On the matter of aesthetics, I don’t like them. And they’re a hazard when near settled areas. If you want to know my standard of beauty, check this out:
Man the builder? No. Since start of Holocene times man has basically been a digger.
WRT environmental impact, I am of the opinion that if it takes longer to develop, and has a longer payback than a fossil fuel engine, it’ll probably cost the environment a lot more. [unproven]
OP, you talk about animals being lost and folks having to move away from wind turbines…do you have any stats that would account for species loss and human relocation via coal or gas extraction?
I find the American right so very strange, the one corner of the political world that has decided to adopt the attitudes like the Bolsheviks about the science, making it subsidiary to their political ideology.
Of course in the rest of the world the investment in the renewable energy accelerates and so does the technology, so with their Trump the americans can lock themselves into the path of inefficiency.
I like wind turbines. I also like solar panels on urban rooftops. I think they are beautiful, both aesthetically and because they represent a greener, safer, renewable environment.
And I very much prefer them over coal plants and quarries.
I’ve spent the last two decades trying to decide if I should laugh, cry or pull my hair over how much of the Spanish left is in love with the same things as the American right. “The ends meet”, all right.
I have a couple of clients who manufacture solar panels and sell home solar kits.
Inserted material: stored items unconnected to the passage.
pub mod health;

use axum::{
    routing::{get, post, put},
    Router,
};

use crate::admin::handlers as admin;
use crate::analysis::handlers as analysis;
use crate::listings::handlers as listings;
use crate::models::{GovernmentJob, GovernmentJobDraft, Job, JobDraft};
use crate::state::AppState;

pub fn build_router(state: AppState) -> Router {
    let api = Router::new()
        .route("/health", get(health::health_handler))
        // Public listings
        .route("/jobs", get(listings::handle_list_jobs))
        .route("/jobs/:id", get(listings::handle_get_job))
        .route(
            "/government-jobs",
            get(listings::handle_list_government_jobs),
        )
        .route(
            "/government-jobs/:id",
            get(listings::handle_get_government_job),
        )
        .route("/government-results", get(listings::handle_list_results))
        // CV analysis
        .route("/ai/analyze-cv", post(analysis::handle_analyze_cv))
        // Admin (authenticated upstream)
        .route("/admin/jobs", post(admin::handle_create::<JobDraft>))
        .route(
            "/admin/jobs/bulk",
            post(admin::handle_bulk_create::<JobDraft>),
        )
        .route(
            "/admin/jobs/:id",
            put(admin::handle_update::<Job>).delete(admin::handle_delete::<Job>),
        )
        .route(
            "/admin/government-jobs",
            post(admin::handle_create::<GovernmentJobDraft>),
        )
        .route(
            "/admin/government-jobs/bulk",
            post(admin::handle_bulk_create::<GovernmentJobDraft>),
        )
        .route(
            "/admin/government-jobs/:id",
            put(admin::handle_update::<GovernmentJob>)
                .delete(admin::handle_delete::<GovernmentJob>),
        );

    Router::new().nest("/api/v1", api).with_state(state)
}
use axum::{
    extract::{Path, Query, State},
    Json,
};

use crate::errors::AppError;
use crate::listings::{
    get_government_job, get_job, list_government_jobs, list_jobs, list_results_out,
};
use crate::models::{GovernmentJob, Job};
use crate::query::{ListingPage, QueryParams};
use crate::state::AppState;

/// GET /api/v1/jobs
pub async fn handle_list_jobs(
    State(state): State<AppState>,
    Query(params): Query<QueryParams>,
) -> Result<Json<ListingPage<Job>>, AppError> {
    let page = list_jobs(state.store.as_ref(), &state.cache, &params).await?;
    Ok(Json(page))
}

/// GET /api/v1/jobs/:id
pub async fn handle_get_job(
    State(state): State<AppState>,
    Path(id): Path<String>,
) -> Result<Json<Job>, AppError> {
    let job = get_job(state.store.as_ref(), &state.cache, &id).await?;
    Ok(Json(job))
}

/// GET /api/v1/government-jobs
pub async fn handle_list_government_jobs(
    State(state): State<AppState>,
    Query(params): Query<QueryParams>,
) -> Result<Json<ListingPage<GovernmentJob>>, AppError> {
    let page = list_government_jobs(state.store.as_ref(), &state.cache, &params).await?;
    Ok(Json(page))
}

/// GET /api/v1/government-jobs/:id
pub async fn handle_get_government_job(
    State(state): State<AppState>,
    Path(id): Path<String>,
) -> Result<Json<GovernmentJob>, AppError> {
    let job = get_government_job(state.store.as_ref(), &state.cache, &id).await?;
    Ok(Json(job))
}

/// GET /api/v1/government-results
///
/// Unpaginated, newest first.
pub async fn handle_list_results(
    State(state): State<AppState>,
) -> Result<Json<Vec<GovernmentJob>>, AppError> {
    let results = list_results_out(state.store.as_ref(), &state.cache).await?;
    Ok(Json(results))
}
use anyhow::{Context, Result};

/// Application configuration loaded from environment variables.
/// Startup fails if required variables are missing.
#[derive(Debug, Clone)]
pub struct Config {
    pub database_url: String,
    pub redis_url: String,
    pub s3_bucket: String,
    pub s3_endpoint: String,
    pub aws_access_key_id: String,
    pub aws_secret_access_key: String,
    pub aws_region: String,
    /// Without a key, CV analysis uses keyword scoring only.
    pub anthropic_api_key: Option<String>,
    pub port: u16,
    pub rust_log: String,
}

impl Config {
    pub fn from_env() -> Result<Self> {
        dotenvy::dotenv().ok(); // load .env if present; ignore if missing

        Ok(Config {
            database_url: require_env("DATABASE_URL")?,
            redis_url: require_env("REDIS_URL")?,
            s3_bucket: require_env("S3_BUCKET")?,
            s3_endpoint: require_env("S3_ENDPOINT")?,
            aws_access_key_id: require_env("AWS_ACCESS_KEY_ID")?,
            aws_secret_access_key: require_env("AWS_SECRET_ACCESS_KEY")?,
            aws_region: std::env::var("AWS_REGION").unwrap_or_else(|_| "us-east-1".to_string()),
            anthropic_api_key: optional_env("ANTHROPIC_API_KEY"),
            port: parse_port(std::env::var("PORT").ok())?,
            rust_log: std::env::var("RUST_LOG").unwrap_or_else(|_| "info".to_string()),
        })
    }
}

fn require_env(key: &str) -> Result<String> {
    std::env::var(key).with_context(|| format!("Required environment variable '{key}' is not set"))
}

fn optional_env(key: &str) -> Option<String> {
    std::env::var(key)
        .ok()
        .map(|v| v.trim().to_string())
        .filter(|v| !v.is_empty())
}

fn parse_port(raw: Option<String>) -> Result<u16> {
    raw.unwrap_or_else(|| "8080".to_string())
        .parse::<u16>()
        .context("PORT must be a valid port number")
}
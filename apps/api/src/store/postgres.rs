use async_trait::async_trait;
use serde_json::{Map, Value};
use sqlx::PgPool;
use tracing::debug;

use crate::models::{Collection, RecordKey};
use crate::store::{key_of, Predicate, RecordStore, StoreError};

/// PostgreSQL-backed document table. One JSONB document per row, keyed by
/// `(partition_key, record_id)`. Scans read the whole table and filter in
/// process. Document attributes are not indexed.
#[derive(Clone)]
pub struct PgRecordStore {
    pool: PgPool,
}

impl PgRecordStore {
    pub fn new(pool: PgPool) -> Self {
        Self { pool }
    }
}

/// Pool exhaustion and shutdown are reported as unavailability rather than
/// as query failures.
fn classify(e: sqlx::Error) -> StoreError {
    match e {
        sqlx::Error::PoolTimedOut | sqlx::Error::PoolClosed => {
            StoreError::Unavailable(e.to_string())
        }
        other => StoreError::Database(other),
    }
}

#[async_trait]
impl RecordStore for PgRecordStore {
    async fn get(
        &self,
        collection: Collection,
        key: &RecordKey,
    ) -> Result<Option<Value>, StoreError> {
        let sql = format!(
            "SELECT document FROM {} WHERE partition_key = $1 AND record_id = $2",
            collection.table()
        );
        let doc = sqlx::query_scalar::<_, Value>(&sql)
            .bind(&key.partition)
            .bind(&key.id)
            .fetch_optional(&self.pool)
            .await
            .map_err(classify)?;
        Ok(doc)
    }

    async fn scan(
        &self,
        collection: Collection,
        predicate: &Predicate,
    ) -> Result<Vec<Value>, StoreError> {
        let sql = format!(
            "SELECT document FROM {} ORDER BY partition_key, record_id",
            collection.table()
        );
        let docs = sqlx::query_scalar::<_, Value>(&sql)
            .fetch_all(&self.pool)
            .await
            .map_err(classify)?;
        let scanned = docs.len();

        let matched: Vec<Value> = docs
            .into_iter()
            .filter(|doc| predicate.matches(doc))
            .collect();

        debug!(
            "Scanned {collection}: {scanned} documents, {} matched",
            matched.len()
        );
        Ok(matched)
    }

    async fn put(&self, collection: Collection, item: Value) -> Result<(), StoreError> {
        let key = key_of(collection, &item)?;
        let sql = format!(
            r#"
            INSERT INTO {} (partition_key, record_id, document)
            VALUES ($1, $2, $3)
            ON CONFLICT (partition_key, record_id)
            DO UPDATE SET document = EXCLUDED.document, updated_at = now()
            "#,
            collection.table()
        );
        sqlx::query(&sql)
            .bind(&key.partition)
            .bind(&key.id)
            .bind(&item)
            .execute(&self.pool)
            .await
            .map_err(classify)?;
        Ok(())
    }

    async fn update(
        &self,
        collection: Collection,
        key: &RecordKey,
        delta: Map<String, Value>,
    ) -> Result<Option<Value>, StoreError> {
        // jsonb `||` replaces top-level attributes present in the delta.
        let sql = format!(
            r#"
            UPDATE {}
            SET document = document || $3, updated_at = now()
            WHERE partition_key = $1 AND record_id = $2
            RETURNING document
            "#,
            collection.table()
        );
        let updated = sqlx::query_scalar::<_, Value>(&sql)
            .bind(&key.partition)
            .bind(&key.id)
            .bind(Value::Object(delta))
            .fetch_optional(&self.pool)
            .await
            .map_err(classify)?;
        Ok(updated)
    }

    async fn delete(&self, collection: Collection, key: &RecordKey) -> Result<(), StoreError> {
        let sql = format!(
            "DELETE FROM {} WHERE partition_key = $1 AND record_id = $2",
            collection.table()
        );
        sqlx::query(&sql)
            .bind(&key.partition)
            .bind(&key.id)
            .execute(&self.pool)
            .await
            .map_err(classify)?;
        Ok(())
    }
}
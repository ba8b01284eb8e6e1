//! Admin route handlers. Each collection gets the same four endpoints; the
//! generic bodies below are instantiated per collection in `routes`.

use axum::{
    extract::{Path, State},
    http::StatusCode,
    Json,
};
use serde::Serialize;
use serde_json::Value;

use crate::admin::{bulk_create, create, delete, update, BulkReport, Draft};
use crate::errors::AppError;
use crate::models::Record;
use crate::state::AppState;

#[derive(Serialize)]
pub struct MutationResponse<R> {
    pub message: String,
    pub job: R,
}

#[derive(Serialize)]
pub struct DeleteResponse {
    pub message: String,
    pub deleted: usize,
}

#[derive(Serialize)]
pub struct BulkResponse {
    pub message: String,
    #[serde(flatten)]
    pub report: BulkReport,
}

/// POST /api/v1/admin/{jobs,government-jobs}
pub async fn handle_create<D: Draft>(
    State(state): State<AppState>,
    Json(draft): Json<D>,
) -> Result<(StatusCode, Json<MutationResponse<D::Output>>), AppError> {
    let job = create(state.store.as_ref(), &state.cache, draft).await?;
    let message = format!("Created {}", D::Output::COLLECTION.label());
    Ok((StatusCode::CREATED, Json(MutationResponse { message, job })))
}

/// POST /api/v1/admin/{jobs,government-jobs}/bulk
///
/// Takes already-parsed rows; spreadsheet parsing happens client side.
pub async fn handle_bulk_create<D: Draft>(
    State(state): State<AppState>,
    Json(rows): Json<Vec<Value>>,
) -> Result<Json<BulkResponse>, AppError> {
    let report = bulk_create::<D>(state.store.as_ref(), &state.cache, rows).await?;
    Ok(Json(BulkResponse {
        message: "Bulk upload completed".to_string(),
        report,
    }))
}

/// PUT /api/v1/admin/{jobs,government-jobs}/:id
pub async fn handle_update<R: Record>(
    State(state): State<AppState>,
    Path(id): Path<String>,
    Json(delta): Json<Value>,
) -> Result<Json<MutationResponse<R>>, AppError> {
    let job = update::<R>(state.store.as_ref(), &state.cache, &id, delta).await?;
    let message = format!("Updated {}", R::COLLECTION.label());
    Ok(Json(MutationResponse { message, job }))
}

/// DELETE /api/v1/admin/{jobs,government-jobs}/:id
pub async fn handle_delete<R: Record>(
    State(state): State<AppState>,
    Path(id): Path<String>,
) -> Result<Json<DeleteResponse>, AppError> {
    let deleted = delete::<R>(state.store.as_ref(), &state.cache, &id).await?;
    let message = if deleted == 0 {
        format!("No {} {id} found, nothing to delete", R::COLLECTION.label())
    } else {
        format!("Deleted {}", R::COLLECTION.label())
    };
    Ok(Json(DeleteResponse { message, deleted }))
}
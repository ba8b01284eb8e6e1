//! Deterministic cache key derivation.
//!
//! Listing keys embed every inbound query parameter verbatim, serialized in
//! sorted key order so that `?a=1&b=2` and `?b=2&a=1` share one entry. All of
//! them sit under the collection's listing prefix, which is what the
//! invalidation sweep deletes.

use std::collections::BTreeMap;

use crate::models::Collection;

/// Key for a listing query: `<listing prefix><canonical JSON of params>`.
pub fn listing_key<'a, I>(collection: Collection, params: I) -> String
where
    I: IntoIterator<Item = (&'a String, &'a String)>,
{
    let canonical: BTreeMap<&str, &str> = params
        .into_iter()
        .map(|(k, v)| (k.as_str(), v.as_str()))
        .collect();
    // Serializing a map of strings cannot fail.
    let encoded = serde_json::to_string(&canonical).unwrap_or_default();
    format!("{}{}", collection.listing_prefix(), encoded)
}

/// Key for a single-record fetch.
pub fn record_key(collection: Collection, id: &str) -> String {
    format!("{}{}", collection.record_prefix(), id)
}

/// Key for the government "results out" view. Lives under the government
/// listing prefix so collection sweeps remove it too.
pub fn results_key() -> String {
    format!("{}results-out", Collection::GovernmentJobs.listing_prefix())
}

#[cfg(test)]
mod tests {
    use super::*;
    use std::collections::HashMap;

    fn params(pairs: &[(&str, &str)]) -> Vec<(String, String)> {
        pairs
            .iter()
            .map(|(k, v)| (k.to_string(), v.to_string()))
            .collect()
    }

    #[test]
    fn test_parameter_order_does_not_change_key() {
        let a = params(&[("page", "2"), ("category", "Design"), ("q", "ui")]);
        let b = params(&[("q", "ui"), ("page", "2"), ("category", "Design")]);
        let key_a = listing_key(Collection::Jobs, a.iter().map(|(k, v)| (k, v)));
        let key_b = listing_key(Collection::Jobs, b.iter().map(|(k, v)| (k, v)));
        assert_eq!(key_a, key_b);
    }

    #[test]
    fn test_listing_key_encodes_values_verbatim_under_prefix() {
        let mut map = HashMap::new();
        map.insert("location".to_string(), "New Delhi".to_string());
        let key = listing_key(Collection::Jobs, &map);
        assert_eq!(key, r#"jobs:{"location":"New Delhi"}"#);
    }

    #[test]
    fn test_empty_params_key() {
        let map: HashMap<String, String> = HashMap::new();
        assert_eq!(listing_key(Collection::GovernmentJobs, &map), "government-jobs:{}");
    }

    #[test]
    fn test_different_values_produce_different_keys() {
        let a = params(&[("page", "1")]);
        let b = params(&[("page", "2")]);
        assert_ne!(
            listing_key(Collection::Jobs, a.iter().map(|(k, v)| (k, v))),
            listing_key(Collection::Jobs, b.iter().map(|(k, v)| (k, v)))
        );
    }

    #[test]
    fn test_record_and_results_keys() {
        assert_eq!(record_key(Collection::Jobs, "abc"), "job:abc");
        assert_eq!(record_key(Collection::GovernmentJobs, "abc"), "government-job:abc");
        assert!(results_key().starts_with(Collection::GovernmentJobs.listing_prefix()));
    }
}
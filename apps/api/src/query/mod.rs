//! Query engine: filter parameters → predicate → full scan → newest-first
//! sort → page slice.

use std::cmp::Reverse;
use std::collections::BTreeMap;

use chrono::{DateTime, NaiveDate};
use serde::{Deserialize, Serialize};
use tracing::error;

use crate::errors::AppError;
use crate::models::{Collection, Record, ID_ATTR, STATUS_ATTR};
use crate::store::{scan_records, Condition, Predicate, RecordStore};

/// Raw inbound query parameters, kept sorted for key derivation.
pub type QueryParams = BTreeMap<String, String>;

pub const DEFAULT_PAGE: usize = 1;
pub const DEFAULT_PAGE_SIZE: usize = 15;

#[derive(Debug, Clone, Copy, PartialEq, Eq)]
pub struct PageRequest {
    pub page: usize,
    pub page_size: usize,
}

impl Default for PageRequest {
    fn default() -> Self {
        Self {
            page: DEFAULT_PAGE,
            page_size: DEFAULT_PAGE_SIZE,
        }
    }
}

impl PageRequest {
    /// Reads `page` and `limit`. Absent means default; anything that is not a
    /// positive integer is rejected.
    pub fn from_params(params: &QueryParams) -> Result<Self, AppError> {
        Ok(Self {
            page: positive(params, "page", DEFAULT_PAGE)?,
            page_size: positive(params, "limit", DEFAULT_PAGE_SIZE)?,
        })
    }

    pub fn offset(&self) -> usize {
        (self.page - 1).saturating_mul(self.page_size)
    }
}

fn positive(params: &QueryParams, name: &str, default: usize) -> Result<usize, AppError> {
    match params.get(name).map(|v| v.trim()) {
        None | Some("") => Ok(default),
        Some(raw) => raw
            .parse::<usize>()
            .ok()
            .filter(|n| *n > 0)
            .ok_or_else(|| AppError::Validation(format!("{name} must be a positive integer"))),
    }
}

#[derive(Debug, Clone, PartialEq, Eq, Serialize, Deserialize)]
#[serde(rename_all = "camelCase")]
pub struct PaginationInfo {
    pub current_page: usize,
    pub total_pages: usize,
    pub total_jobs: usize,
    pub has_next: bool,
    pub has_prev: bool,
}

#[derive(Debug, Clone, PartialEq, Serialize, Deserialize)]
pub struct ListingPage<T> {
    pub jobs: Vec<T>,
    pub pagination: PaginationInfo,
}

/// Builds the conjunctive predicate for a listing request. Unrecognized keys
/// and empty values impose no constraint.
pub fn listing_predicate(collection: Collection, status: &str, filters: &QueryParams) -> Predicate {
    let filter = |name: &str| {
        filters
            .get(name)
            .map(String::as_str)
            .filter(|v| !v.is_empty())
    };

    let mut predicate = Predicate::new().eq(STATUS_ATTR, status);

    match collection {
        Collection::Jobs => {
            if let Some(category) = filter("category") {
                predicate = predicate.eq("category", category);
            }
            if let Some(location) = filter("location") {
                predicate = predicate.contains("location", location);
            }
            if let Some(batch) = filter("batch") {
                predicate = predicate.contains("batch", batch);
            }
            if let Some(tag) = filter("tags") {
                predicate = predicate.contains("tags", tag);
            }
            if let Some(term) = filter("q") {
                predicate = predicate.any_of(vec![
                    Condition::Contains {
                        attr: "role".to_string(),
                        value: term.to_string(),
                    },
                    Condition::Contains {
                        attr: "companyName".to_string(),
                        value: term.to_string(),
                    },
                ]);
            }
        }
        Collection::GovernmentJobs => {
            if let Some(organization) = filter("organization") {
                predicate = predicate.eq("organization", organization);
            }
        }
    }

    predicate
}

/// Milliseconds since the epoch; anything absent or unparseable is epoch zero.
fn sort_millis(raw: Option<&str>) -> i64 {
    let Some(raw) = raw.map(str::trim) else {
        return 0;
    };
    if let Ok(ts) = DateTime::parse_from_rfc3339(raw) {
        return ts.timestamp_millis();
    }
    NaiveDate::parse_from_str(raw, "%Y-%m-%d")
        .ok()
        .and_then(|d| d.and_hms_opt(0, 0, 0))
        .map(|dt| dt.and_utc().timestamp_millis())
        .unwrap_or(0)
}

/// Newest first; equal timestamps fall back to identifier order so the
/// result is the same for every scan of an unchanged collection.
pub fn sort_newest_first<R: Record>(items: &mut [R]) {
    items.sort_by_cached_key(|r| (Reverse(sort_millis(r.timestamp())), r.id().to_string()));
}

pub fn paginate<T>(items: Vec<T>, page: PageRequest) -> ListingPage<T> {
    let total = items.len();
    let offset = page.offset();
    let jobs: Vec<T> = items
        .into_iter()
        .skip(offset)
        .take(page.page_size)
        .collect();

    ListingPage {
        jobs,
        pagination: PaginationInfo {
            current_page: page.page,
            total_pages: total.div_ceil(page.page_size),
            total_jobs: total,
            has_next: offset.saturating_add(page.page_size) < total,
            has_prev: page.page > 1,
        },
    }
}

/// Filtered, sorted, paginated listing of records holding `status`.
pub async fn search<R: Record>(
    store: &dyn RecordStore,
    status: &str,
    filters: &QueryParams,
    page: PageRequest,
) -> Result<ListingPage<R>, AppError> {
    let predicate = listing_predicate(R::COLLECTION, status, filters);
    let mut items = scan_records::<R>(store, &predicate).await?;
    sort_newest_first(&mut items);
    Ok(paginate(items, page))
}

/// Every record holding `status`, newest first, unpaginated.
pub async fn search_all<R: Record>(store: &dyn RecordStore, status: &str) -> Result<Vec<R>, AppError> {
    let predicate = Predicate::new().eq(STATUS_ATTR, status);
    let mut items = scan_records::<R>(store, &predicate).await?;
    sort_newest_first(&mut items);
    Ok(items)
}

/// Every stored record with identifier `id`, across all partitions.
pub async fn scan_by_id<R: Record>(store: &dyn RecordStore, id: &str) -> Result<Vec<R>, AppError> {
    let predicate = Predicate::new().eq(ID_ATTR, id);
    Ok(scan_records::<R>(store, &predicate).await?)
}

/// Point lookup by identifier when the partition is unknown.
///
/// More than one hit means the same identifier exists in several partitions.
/// That is logged as an integrity violation and the first by partition order
/// is returned.
pub async fn find_by_id<R: Record>(store: &dyn RecordStore, id: &str) -> Result<R, AppError> {
    let mut matches = scan_by_id::<R>(store, id).await?;
    if matches.len() > 1 {
        let partitions: Vec<&str> = matches.iter().map(|r| r.partition()).collect();
        error!(
            "Data integrity violation: {} id {id} present in partitions {partitions:?}",
            R::COLLECTION
        );
    }
    if matches.is_empty() {
        return Err(AppError::NotFound(format!(
            "{} {id} not found",
            R::COLLECTION.label()
        )));
    }
    Ok(matches.swap_remove(0))
}
//! Record types served by the listings API and the collection metadata
//! (table, partition attribute, cache prefixes) each one carries.

pub mod government_job;
pub mod job;

use serde::{de::DeserializeOwned, Serialize};

pub use government_job::{GovernmentJob, GovernmentJobDraft, GovernmentJobStatus};
pub use job::{Job, JobDraft, JobStatus};

/// Attribute holding the logical identifier in every collection.
pub const ID_ATTR: &str = "jobId";
/// Attribute holding the lifecycle status in every collection.
pub const STATUS_ATTR: &str = "status";

/// The physical collections backing the catalog.
#[derive(Debug, Clone, Copy, PartialEq, Eq, Hash)]
pub enum Collection {
    Jobs,
    GovernmentJobs,
}

impl Collection {
    pub fn table(self) -> &'static str {
        match self {
            Collection::Jobs => "jobs",
            Collection::GovernmentJobs => "government_jobs",
        }
    }

    /// Attribute used as the partition half of the physical key.
    pub fn partition_attr(self) -> &'static str {
        match self {
            Collection::Jobs => "category",
            Collection::GovernmentJobs => "organization",
        }
    }

    /// Prefix shared by every cached listing query for this collection.
    pub fn listing_prefix(self) -> &'static str {
        match self {
            Collection::Jobs => "jobs:",
            Collection::GovernmentJobs => "government-jobs:",
        }
    }

    /// Prefix for single-record cache entries.
    pub fn record_prefix(self) -> &'static str {
        match self {
            Collection::Jobs => "job:",
            Collection::GovernmentJobs => "government-job:",
        }
    }

    pub fn label(self) -> &'static str {
        match self {
            Collection::Jobs => "job",
            Collection::GovernmentJobs => "government job",
        }
    }
}

impl std::fmt::Display for Collection {
    fn fmt(&self, f: &mut std::fmt::Formatter<'_>) -> std::fmt::Result {
        f.write_str(self.table())
    }
}

/// Physical key of a stored record: partition value plus identifier.
#[derive(Debug, Clone, PartialEq, Eq, Hash, PartialOrd, Ord)]
pub struct RecordKey {
    pub partition: String,
    pub id: String,
}

impl RecordKey {
    pub fn new(partition: impl Into<String>, id: impl Into<String>) -> Self {
        Self {
            partition: partition.into(),
            id: id.into(),
        }
    }
}

/// A typed record living in one collection.
pub trait Record: Serialize + DeserializeOwned + Clone + Send + Sync + 'static {
    const COLLECTION: Collection;

    fn id(&self) -> &str;
    fn partition(&self) -> &str;
    /// Raw timestamp string used for ordering; may be absent.
    fn timestamp(&self) -> Option<&str>;

    fn key(&self) -> RecordKey {
        RecordKey::new(self.partition(), self.id())
    }
}

/// Name of the first required field that is missing or blank, if any.
pub(crate) fn first_missing<'a>(fields: &[(&'a str, Option<&str>)]) -> Option<&'a str> {
    fields
        .iter()
        .find(|(_, value)| value.map(|v| v.trim().is_empty()).unwrap_or(true))
        .map(|(name, _)| *name)
}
The manufacturing process employs some truly horrific chemicals (seriously it sets water on fire :eek:) and the batteries aren’t actually the greenest things ever either. And I agree with the bit about Windfarms being an eyesore.
I am a big fan of alternate energy, and especially for solar home kits I am certain we are on the cusp of a revolution as game changing as the Internet or smart phones.
However, unlike the tightly controlled thermal, hydro and nuclear industries, regulators have to catch up. The otherwise neat hippy captains of these new industries seem unhappy about that prospect.
better wind farms than the smoggy haze over Karachi my friend.
Of course there is that part of the Left in the west that has completely imaginary ideas about an energy generation by purely the wind and the solar, and doing it right now, so opposing any kind of other development.
and once the hard green Left pays attention, they will try to impose uneconomical approaches to the manufacture of the panels, etc.
But the solar panel etc yes they have the environmental cost, but better that than the coal fired plants.
Yes, a certain number of birds and bats get killed by the blades of wind turbines.
Alternatively, we could continue using carbon-based fuels until we warm the world sufficiently for a mass extinction event.
Other than on a couple of trips to Europe (where they looked pretty good, actually), I’ve only seen them in pix. I’d like to see more of them IRL rather than in pix. IOW, we’re a long long way from having too damn many of them, if there is a point where that becomes a thing.
there is not a need for the alarmism of ‘mass extinction event’ - it is only necessary to make the fair comparison between the habitat and the deaths of birds (for example, but not just) arising from the fossil fuel extraction activities, like the poisoning of the coastal wetlands (the Nigeria for example) for the Like to Like comparison.
The comparison is not a flattering one for the fossil fuel mostly.